Live Longer, Live Better

Will greater longevity lead to lower quality of life due to chronic diseases, frailty, and disability?

James Fries, a researcher at Stanford University, thought that seniors with healthier lifestyles would live longer yet have less cumulative disability than those with less healthy lifestyles.

Beginning in 1984, Fries and his colleagues studied 523 men and women members of a running club in California. Club members with an average age of 58 were age-matched with non-running community members. Data analysis controlled for a host of potential confounding factors. Over an eight-year period, the disability of both the women and the men in the control group diverged significantly from that of the women and men runners. Disability of the runners didn’t increase until age 75 and 79. The mortality for runners was significantly lower than that of the controls. The runners enjoyed an estimated two years of life compared to non-runners. Physical exercise appeared to be a key aspect of prolonging a disability-free life. The idea that healthy living could compress disability and disease into the last few years of life became known as the Compression of Morbidity hypothesis (Fries 1996).

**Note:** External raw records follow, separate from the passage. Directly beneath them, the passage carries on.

//! HTTP error mapping.
//!
//! Every failure leaves the server as a structured body
//! `{"ok": false, "detail": …, "code": …}` with a status drawn from the
//! protocol taxonomy. Lifecycle violations are client errors — the
//! recovery is always "request a fresh challenge and restart capture" —
//! while a capability timeout is the gateway's fault and says so.

use axum::http::StatusCode;
use axum::response::{IntoResponse, Response};
use axum::Json;
use facegate_liveness::{DirectoryError, IssueError, VerifyError};
use serde::Serialize;
use thiserror::Error;

#[derive(Debug, Error)]
pub enum RpcError {
    #[error("invalid API key")]
    InvalidApiKey,

    #[error(transparent)]
    Directory(#[from] DirectoryError),

    #[error(transparent)]
    Issue(#[from] IssueError),

    #[error(transparent)]
    Verify(#[from] VerifyError),

    #[error("{detail}")]
    BadRequest {
        code: &'static str,
        detail: String,
    },

    #[error("config error: {0}")]
    Config(String),

    #[error("server error: {0}")]
    Server(String),
}

impl RpcError {
    pub fn bad_request(code: &'static str, detail: impl Into<String>) -> Self {
        Self::BadRequest {
            code,
            detail: detail.into(),
        }
    }

    pub fn status(&self) -> StatusCode {
        match self {
            Self::InvalidApiKey => StatusCode::UNAUTHORIZED,
            Self::Directory(e) => match e {
                DirectoryError::MissingHeader(_) => StatusCode::BAD_REQUEST,
                DirectoryError::UnknownBranch(_) => StatusCode::NOT_FOUND,
                DirectoryError::DeviceNotRegistered(_) | DirectoryError::DeviceInactive(_) => {
                    StatusCode::UNAUTHORIZED
                }
            },
            Self::Issue(IssueError::InvalidContext(_)) => StatusCode::BAD_REQUEST,
            Self::Verify(e) => match e {
                VerifyError::ChallengeNotFound => StatusCode::NOT_FOUND,
                VerifyError::ChallengeExpired => StatusCode::GONE,
                VerifyError::ChallengeAlreadyConsumed => StatusCode::CONFLICT,
                VerifyError::TenantMismatch => StatusCode::FORBIDDEN,
                VerifyError::FrameOutOfWindow(_) => StatusCode::BAD_REQUEST,
                VerifyError::ActionNotDetected { .. } | VerifyError::NoFaceMatch => {
                    StatusCode::UNAUTHORIZED
                }
                VerifyError::VerificationTimeout { .. } => StatusCode::GATEWAY_TIMEOUT,
                VerifyError::Capability(_) => StatusCode::BAD_GATEWAY,
            },
            Self::BadRequest { .. } => StatusCode::BAD_REQUEST,
            Self::Config(_) | Self::Server(_) => StatusCode::INTERNAL_SERVER_ERROR,
        }
    }

    pub fn code(&self) -> &'static str {
        match self {
            Self::InvalidApiKey => "invalid_api_key",
            Self::Directory(e) => e.code(),
            Self::Issue(e) => e.code(),
            Self::Verify(e) => e.code(),
            Self::BadRequest { code, .. } => code,
            Self::Config(_) => "config_error",
            Self::Server(_) => "server_error",
        }
    }
}

#[derive(Serialize)]
struct ErrorBody {
    ok: bool,
    detail: String,
    code: &'static str,
}

impl IntoResponse for RpcError {
    fn into_response(self) -> Response {
        let status = self.status();
        let body = ErrorBody {
            ok: false,
            detail: self.to_string(),
            code: self.code(),
        };
        (status, Json(body)).into_response()
    }
}

#[cfg(test)]
mod tests {
    use super::*;

    #[test]
    fn lifecycle_violations_map_to_client_errors() {
        assert_eq!(
            RpcError::from(VerifyError::ChallengeAlreadyConsumed).status(),
            StatusCode::CONFLICT
        );
        assert_eq!(
            RpcError::from(VerifyError::ChallengeExpired).status(),
            StatusCode::GONE
        );
        assert_eq!(
            RpcError::from(VerifyError::TenantMismatch).status(),
            StatusCode::FORBIDDEN
        );
    }

    #[test]
    fn timeout_is_not_a_merit_failure_status() {
        let timeout = RpcError::from(VerifyError::VerificationTimeout { stage: "action" });
        assert_eq!(timeout.status(), StatusCode::GATEWAY_TIMEOUT);
        assert_eq!(timeout.code(), "verification_timeout");

        let merit = RpcError::from(VerifyError::NoFaceMatch);
        assert_eq!(merit.status(), StatusCode::UNAUTHORIZED);
    }
}
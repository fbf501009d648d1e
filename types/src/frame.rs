//! Captured camera frames.
//!
//! Frames are opaque JPEG payloads tagged with a millisecond capture time.
//! They exist only for the duration of one verification call; nothing in
//! this workspace persists them.

/// JPEG start-of-image marker.
const JPEG_MAGIC: [u8; 2] = [0xFF, 0xD8];

/// A single still image captured by the client.
#[derive(Clone)]
pub struct CapturedFrame {
    /// Raw JPEG bytes.
    pub jpeg: Vec<u8>,
    /// Capture time in milliseconds since epoch, as declared by the capture
    /// driver (or stamped at receipt when the client declared none).
    pub captured_at_ms: u64,
}

impl CapturedFrame {
    pub fn new(jpeg: Vec<u8>, captured_at_ms: u64) -> Self {
        Self {
            jpeg,
            captured_at_ms,
        }
    }

    /// Cheap sanity check: the payload at least begins like a JPEG.
    /// Full decoding is the analysis capability's job.
    pub fn looks_like_jpeg(&self) -> bool {
        self.jpeg.len() > 2 && self.jpeg[..2] == JPEG_MAGIC
    }
}

impl std::fmt::Debug for CapturedFrame {
    fn fmt(&self, f: &mut std::fmt::Formatter<'_>) -> std::fmt::Result {
        f.debug_struct("CapturedFrame")
            .field("bytes", &self.jpeg.len())
            .field("captured_at_ms", &self.captured_at_ms)
            .finish()
    }
}

/// The two frames bracketing the instructed action.
#[derive(Clone, Debug)]
pub struct FramePair {
    pub frame_a: CapturedFrame,
    pub frame_b: CapturedFrame,
}

impl FramePair {
    pub fn new(frame_a: CapturedFrame, frame_b: CapturedFrame) -> Self {
        Self { frame_a, frame_b }
    }

    /// Whether frame A was captured no later than frame B.
    ///
    /// The capture driver guarantees strictly increasing capture times; at
    /// the server boundary receipt-stamped frames may tie within one
    /// millisecond, so the check here is non-decreasing.
    pub fn is_ordered(&self) -> bool {
        self.frame_a.captured_at_ms <= self.frame_b.captured_at_ms
    }
}

#[cfg(test)]
mod tests {
    use super::*;

    fn jpeg(ms: u64) -> CapturedFrame {
        CapturedFrame::new(vec![0xFF, 0xD8, 0xFF, 0xE0, 0x00], ms)
    }

    #[test]
    fn jpeg_magic_is_required() {
        assert!(jpeg(0).looks_like_jpeg());
        assert!(!CapturedFrame::new(vec![0x89, 0x50, 0x4E, 0x47], 0).looks_like_jpeg());
        assert!(!CapturedFrame::new(Vec::new(), 0).looks_like_jpeg());
    }

    #[test]
    fn ordering_allows_ties_but_not_reversal() {
        assert!(FramePair::new(jpeg(100), jpeg(200)).is_ordered());
        assert!(FramePair::new(jpeg(100), jpeg(100)).is_ordered());
        assert!(!FramePair::new(jpeg(200), jpeg(100)).is_ordered());
    }
}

Over a decade later, Fries and his colleagues updated the Runners Study. Up to an average age of 80, the differences in disability between the runners and non-runners grew steadily greater. Runners postponed mild (0.1 unit) and moderate (0.2 unit) disability 14 and 16 years, respectively. Compared to non-runners.  At year 25 of the study, runners had 60% of the mortality of non-runners (Fries 2012).

Fries and colleagues also used data from the University of Pennsylvania Alumni Study to test the Compression of Morbidity hypothesis. Alumni (N=1,741) from the classes of 1939 and 1940 were followed beginning when subjects were an average of 43 years old. The researchers identified three risk factors for disability: current smoking, body mass index (25 or higher), and absence of vigorous physical activity. In year 2005 (average age 86), subjects with high risk (three factors) had average disability of 0.63, while the subjects with low risk (0 risk factors) had average disability of 0.32. Subjects with low risk postponed moderate disability (score 0.3 or higher) for an average of 10 years compared to subjects in the high-risk group. Subjects in the low-risk group lived longer than subjects in the high-risk-group.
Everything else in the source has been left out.